[[ SOURCE RECORDS, beginning ]]

//! Field-level validation shared by the HTTP handlers and the repository.

use chrono::Datelike;

use crate::error::BookError;

/// Oldest year a book may carry.
pub const MIN_YEAR: i32 = -868;

pub const FIELD_ID: &str = "ID";
pub const FIELD_TITLE: &str = "Title";
pub const FIELD_AUTHOR: &str = "Author";
pub const FIELD_YEAR: &str = "Year";

#[derive(Debug, Clone, PartialEq, Eq, serde::Serialize, serde::Deserialize)]
pub struct FieldError {
    pub field: String,
    pub msg: String,
}

impl FieldError {
    pub fn new(field: impl Into<String>, msg: impl Into<String>) -> Self {
        FieldError {
            field: field.into(),
            msg: msg.into(),
        }
    }

    pub fn empty(field: &str) -> Self {
        FieldError::new(field, format!("{field} cannot be empty"))
    }

    pub fn year_out_of_range(current_year: i32) -> Self {
        FieldError::new(
            FIELD_YEAR,
            format!("Year should be between {MIN_YEAR} and {current_year}"),
        )
    }

    pub fn invalid_id() -> Self {
        FieldError::new(FIELD_ID, format!("{FIELD_ID} should be positive non-null number"))
    }
}

/// Read access to the validated fields of anything book-shaped.
pub trait BookFields {
    fn id(&self) -> Option<i32> {
        None
    }

    fn title(&self) -> Option<&str>;

    fn author(&self) -> Option<&str>;

    fn year(&self) -> Option<i32>;
}

/// A single rule; the second argument is the current calendar year.
pub type Rule = fn(&dyn BookFields, i32) -> Option<FieldError>;

/// Explicit table of validation rules, built once at startup and handed to
/// whoever needs to check a book.
#[derive(Clone)]
pub struct BookValidator {
    rules: Vec<Rule>,
    clock: fn() -> i32,
}

impl BookValidator {
    pub fn new() -> Self {
        BookValidator::with_clock(current_year)
    }

    /// Builds the default rule table with a custom source for the current year.
    pub fn with_clock(clock: fn() -> i32) -> Self {
        BookValidator {
            rules: vec![title_required, author_required, year_in_range, id_positive],
            clock,
        }
    }

    pub fn validate(&self, book: &dyn BookFields) -> Vec<FieldError> {
        let year = (self.clock)();
        self.rules
            .iter()
            .filter_map(|rule| rule(book, year))
            .collect()
    }

    pub fn ensure_valid(&self, book: &dyn BookFields) -> Result<(), BookError> {
        let fields = self.validate(book);
        if fields.is_empty() {
            Ok(())
        } else {
            Err(BookError::Validation(fields))
        }
    }
}

impl Default for BookValidator {
    fn default() -> Self {
        BookValidator::new()
    }
}

fn current_year() -> i32 {
    chrono::Local::now().year()
}

fn non_empty(value: Option<&str>) -> bool {
    value.is_some_and(|v| !v.is_empty())
}

fn title_required(book: &dyn BookFields, _: i32) -> Option<FieldError> {
    (!non_empty(book.title())).then(|| FieldError::empty(FIELD_TITLE))
}

fn author_required(book: &dyn BookFields, _: i32) -> Option<FieldError> {
    (!non_empty(book.author())).then(|| FieldError::empty(FIELD_AUTHOR))
}

fn year_in_range(book: &dyn BookFields, current_year: i32) -> Option<FieldError> {
    match book.year() {
        None => Some(FieldError::empty(FIELD_YEAR)),
        Some(year) if (MIN_YEAR..=current_year).contains(&year) => None,
        Some(_) => Some(FieldError::year_out_of_range(current_year)),
    }
}

fn id_positive(book: &dyn BookFields, _: i32) -> Option<FieldError> {
    match book.id() {
        Some(id) if id < 1 => Some(FieldError::invalid_id()),
        _ => None,
    }
}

[[ SOURCE RECORDS, end ]]

▸ EXERCISE DETAILS
Only the lines above starting with the one with "use crate::error::BookError;" and going through the one with "pub fn empty(field: &str)" are to be copied, word for word and with both ends kept.

▸ YOUR SOLUTION
use crate::error::BookError;

/// Oldest year a book may carry.
pub const MIN_YEAR: i32 = -868;

pub const FIELD_ID: &str = "ID";
pub const FIELD_TITLE: &str = "Title";
pub const FIELD_AUTHOR: &str = "Author";
pub const FIELD_YEAR: &str = "Year";

#[derive(Debug, Clone, PartialEq, Eq, serde::Serialize, serde::Deserialize)]
pub struct FieldError {
    pub field: String,
    pub msg: String,
}

impl FieldError {
    pub fn new(field: impl Into<String>, msg: impl Into<String>) -> Self {
        FieldError {
            field: field.into(),
            msg: msg.into(),
        }
    }

    pub fn empty(field: &str) -> Self {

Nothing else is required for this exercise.